EXERCISE DESCRIPTION: Only one stretch of the records below should be repeated. It starts with the line containing "it) was discarded." and goes on through the line containing "assert!(pending.results.is_none());", exactly as written.
-- Opening Marker --
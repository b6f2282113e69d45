//! Verification service clients
//!
//! Both clients turn every transport, protocol and parse problem into a
//! [`VerificationResult`] failure instead of returning an error, so callers
//! never need to unwind a batch.

pub mod identity;
pub mod sim_status;

pub use identity::IdentityLookupClient;
pub use sim_status::SimStatusClient;

use crate::model::{VerificationKind, VerificationRequest, VerificationResult};
use crate::error::VerifyError;
use async_trait::async_trait;

/// A service that resolves one [`VerificationRequest`].
#[cfg_attr(test, mockall::automock)]
#[async_trait]
pub trait Verifier: Send + Sync {
    /// Kind of request this verifier understands.
    fn kind(&self) -> VerificationKind;

    /// Resolve a single request. Never fails; problems become a `Failure` row.
    async fn verify(&self, request: &VerificationRequest) -> VerificationResult;
}

/// Failure row for a request handed to the wrong verifier.
pub(crate) fn kind_mismatch(
    expected: VerificationKind,
    request: &VerificationRequest,
) -> VerificationResult {
    VerificationResult::failure(
        request.clone(),
        VerifyError::user_input(format!(
            "expected a {expected} request, got a {} request",
            request.kind()
        )),
    )
}
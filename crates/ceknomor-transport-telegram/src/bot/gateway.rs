//! [`MessagingGateway`] over the Telegram Bot API.

use crate::bot::resilient::{send_document_resilient, send_message_resilient};
use crate::bot::views::options_keyboard;
use anyhow::Result;
use async_trait::async_trait;
use ceknomor_runtime::{MessagingGateway, PromptOption};
use teloxide::prelude::*;
use teloxide::types::ChatId;
use tracing::warn;

/// Gateway bound to a single chat.
pub struct TelegramGateway {
    bot: Bot,
    chat_id: ChatId,
}

impl TelegramGateway {
    /// Create a gateway for `chat_id`.
    pub const fn new(bot: Bot, chat_id: ChatId) -> Self {
        Self { bot, chat_id }
    }
}

#[async_trait]
impl MessagingGateway for TelegramGateway {
    async fn deliver_prompt(&self, text: &str, options: &[PromptOption]) -> Result<()> {
        let keyboard = (!options.is_empty()).then(|| options_keyboard(options));
        send_message_resilient(&self.bot, self.chat_id, text, keyboard).await?;
        Ok(())
    }

    async fn deliver_file(&self, file_name: &str, content: &[u8]) -> Result<()> {
        if let Err(e) = send_document_resilient(&self.bot, self.chat_id, file_name, content).await {
            warn!(file_name = %file_name, error = %e, "Failed to send file");
            return Err(e);
        }
        Ok(())
    }
}
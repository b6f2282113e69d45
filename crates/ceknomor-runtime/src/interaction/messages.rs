//! User-facing texts.

use ceknomor_core::error::{ErrorCategory, VerifyError};
use ceknomor_core::model::{Outcome, Resolution, VerificationKind, VerificationResult};

/// Usage shown on `/start` and `/help`.
pub const USAGE: &str = "Bot aktif. Perintah yang tersedia:\n\n\
/ceknik <NIK> <KK> - periksa satu pasangan NIK dan KK\n\
/ceknik - kirim daftar NIK KK (satu pasangan per baris)\n\
/urlceknik <URL> - periksa NIK/KK dari spreadsheet\n\
/nomor <MSISDN...> - periksa status SIM\n\
/nomor - kirim daftar MSISDN (satu per baris)\n\
/urlcekstatus <URL> - periksa status SIM dari spreadsheet\n\
/batal - batalkan proses yang tertunda";

/// Wrong argument count for `/ceknik`.
pub const CEKNIK_USAGE: &str = "Format salah. Gunakan: /ceknik <NIK> <KK>";

/// Format prompt.
pub const CHOOSE_FORMAT: &str = "Data diterima. Pilih format output:";

/// Button payload that names no known format.
pub const UNKNOWN_FORMAT: &str = "Format tidak dikenali. Pilih format output:";

/// A newer batch replaced the pending one.
pub const BATCH_REPLACED: &str = "Data sebelumnya dibuang, data terbaru yang akan diproses.";

/// Shown right after a format is chosen.
pub const PROCESSING: &str = "Sedang memproses... Mohon tunggu.";

/// Shown after the report was delivered.
pub const DONE: &str = "Proses selesai. File telah dikirimkan.";

/// Plain text with nothing awaiting it.
pub const UNRECOGNIZED: &str =
    "Perintah tidak dikenali. Gunakan /nomor atau /ceknik untuk memulai, atau /help.";

/// `/batal` dropped something.
pub const CANCELLED: &str = "Proses dibatalkan.";

/// `/batal` with nothing to drop.
pub const NOTHING_TO_CANCEL: &str = "Tidak ada proses yang tertunda.";

/// Ask for a typed batch of `kind`.
#[must_use]
pub const fn ask_for_text(kind: VerificationKind) -> &'static str {
    match kind {
        VerificationKind::Identity => {
            "Silakan kirimkan NIK dan KK yang ingin diproses (satu pasangan per baris)."
        }
        VerificationKind::SimStatus => {
            "Silakan kirimkan MSISDN yang ingin diproses (pisahkan dengan enter)."
        }
    }
}

/// Text for an error caught at the conversation boundary.
#[must_use]
pub fn session_error(error: &VerifyError) -> String {
    match error.category() {
        ErrorCategory::UserInput | ErrorCategory::State => error.to_string(),
        _ => format!("Terjadi kesalahan: {error}"),
    }
}

/// Report could not be produced or sent; the batch is still pending.
#[must_use]
pub fn export_failed(error: &impl std::fmt::Display) -> String {
    format!("Gagal membuat atau mengirim file: {error}\nPilih format lain atau coba lagi:")
}

/// Reply for a single `/ceknik` lookup.
#[must_use]
pub fn identity_reply(result: &VerificationResult) -> String {
    match &result.outcome {
        Outcome::Success(Resolution::Identity(record)) => {
            let numbers = if record.numbers.is_empty() {
                "-".to_string()
            } else {
                record.numbers.join("\n")
            };
            format!(
                "NIK: {}\nNomor: {numbers}\nSisa: {}",
                record.label, record.remaining
            )
        }
        Outcome::Success(Resolution::SimStatus(_)) => "Gagal: unexpected response".to_string(),
        Outcome::Failure(error) => format!("Gagal: {error}"),
    }
}
//! Per-conversation state.

use ceknomor_core::batch::BatchSource;
use ceknomor_core::model::{ResultSet, VerificationKind};

/// Where a conversation is in the collect / choose / export cycle.
#[derive(Debug, Clone, Copy, PartialEq, Eq, Default)]
pub enum Phase {
    /// Nothing pending
    #[default]
    Idle,
    /// The next plain text message is a batch of this kind
    AwaitingText(VerificationKind),
    /// A batch is pending and the format prompt is shown
    AwaitingFormatChoice,
    /// The batch is running or its report is being delivered
    Exporting,
}

/// Batch waiting for a format choice.
#[derive(Debug, Clone, PartialEq, Eq)]
pub struct PendingBatch {
    /// Service the batch targets
    pub kind: VerificationKind,
    /// Raw input, resolved into rows only when a format is chosen
    pub source: BatchSource,
    /// Results of an earlier run of this same input
    pub results: Option<ResultSet>,
}

/// State of one conversation.
#[derive(Debug, Clone, Default)]
pub struct SessionState {
    phase: Phase,
    pending: Option<PendingBatch>,
}

impl SessionState {
    /// Current phase.
    #[must_use]
    pub const fn phase(&self) -> Phase {
        self.phase
    }

    /// Pending batch, if any.
    #[must_use]
    pub const fn pending(&self) -> Option<&PendingBatch> {
        self.pending.as_ref()
    }

    /// `Idle` with nothing pending; such state carries no information.
    #[must_use]
    pub const fn is_idle(&self) -> bool {
        matches!(self.phase, Phase::Idle) && self.pending.is_none()
    }

    pub(crate) fn pending_mut(&mut self) -> Option<&mut PendingBatch> {
        self.pending.as_mut()
    }

    /// Back to `Idle` with nothing pending.
    pub fn reset(&mut self) {
        self.phase = Phase::Idle;
        self.pending = None;
    }

    /// Wait for a typed batch of `kind`. Any pending batch is dropped.
    pub fn await_text(&mut self, kind: VerificationKind) {
        self.pending = None;
        self.phase = Phase::AwaitingText(kind);
    }

    /// Store a new batch and wait for a format choice.
    ///
    /// The newest batch wins: returns `true` if an earlier pending batch
    /// (and any results cached for it) was discarded.
    pub fn store_pending(&mut self, kind: VerificationKind, source: BatchSource) -> bool {
        let replaced = self.pending.is_some();
        self.pending = Some(PendingBatch {
            kind,
            source,
            results: None,
        });
        self.phase = Phase::AwaitingFormatChoice;
        replaced
    }

    pub(crate) fn begin_export(&mut self) {
        self.phase = Phase::Exporting;
    }

    /// After a failed export the batch stays pending so another format can
    /// be chosen without running it again.
    pub(crate) fn retry_export(&mut self) {
        if self.pending.is_some() {
            self.phase = Phase::AwaitingFormatChoice;
        } else {
            self.phase = Phase::Idle;
        }
    }
}

#[cfg(test)]
mod tests {
    use super::*;

    fn source(text: &str) -> BatchSource {
        BatchSource::Text(text.to_string())
    }

    #[test]
    fn test_store_replaces_pending_batch() {
        let mut state = SessionState::default();
        assert!(!state.store_pending(VerificationKind::SimStatus, source("0811")));
        if let Some(pending) = state.pending_mut() {
            pending.results = Some(ResultSet::new(VerificationKind::SimStatus, Vec::new()));
        }

        assert!(state.store_pending(VerificationKind::Identity, source("1 2")));
        let pending = state.pending().expect("batch pending");
        assert_eq!(pending.kind, VerificationKind::Identity);
        assert!(pending.results.is_none());
        assert_eq!(state.phase(), Phase::AwaitingFormatChoice);
    }

    #[test]
    fn test_await_text_drops_pending() {
        let mut state = SessionState::default();
        state.store_pending(VerificationKind::SimStatus, source("0811"));
        state.await_text(VerificationKind::Identity);
        assert!(state.pending().is_none());
        assert_eq!(state.phase(), Phase::AwaitingText(VerificationKind::Identity));
    }

    #[test]
    fn test_retry_export_keeps_batch() {
        let mut state = SessionState::default();
        state.store_pending(VerificationKind::SimStatus, source("0811"));
        state.begin_export();
        assert_eq!(state.phase(), Phase::Exporting);
        state.retry_export();
        assert_eq!(state.phase(), Phase::AwaitingFormatChoice);

        state.reset();
        state.retry_export();
        assert_eq!(state.phase(), Phase::Idle);
    }
}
-- Closing Marker --
RESULT OF THE TASK:
    /// (and any results cached for it) was discarded.
    pub fn store_pending(&mut self, kind: VerificationKind, source: BatchSource) -> bool {
        let replaced = self.pending.is_some();
        self.pending = Some(PendingBatch {
            kind,
            source,
            results: None,
        });
        self.phase = Phase::AwaitingFormatChoice;
        replaced
    }

    pub(crate) fn begin_export(&mut self) {
        self.phase = Phase::Exporting;
    }

    /// After a failed export the batch stays pending so another format can
    /// be chosen without running it again.
    pub(crate) fn retry_export(&mut self) {
        if self.pending.is_some() {
            self.phase = Phase::AwaitingFormatChoice;
        } else {
            self.phase = Phase::Idle;
        }
    }
}

#[cfg(test)]
mod tests {
    use super::*;

    fn source(text: &str) -> BatchSource {
        BatchSource::Text(text.to_string())
    }

    #[test]
    fn test_store_replaces_pending_batch() {
        let mut state = SessionState::default();
        assert!(!state.store_pending(VerificationKind::SimStatus, source("0811")));
        if let Some(pending) = state.pending_mut() {
            pending.results = Some(ResultSet::new(VerificationKind::SimStatus, Vec::new()));
        }

        assert!(state.store_pending(VerificationKind::Identity, source("1 2")));
        let pending = state.pending().expect("batch pending");
        assert_eq!(pending.kind, VerificationKind::Identity);
        assert!(pending.results.is_none());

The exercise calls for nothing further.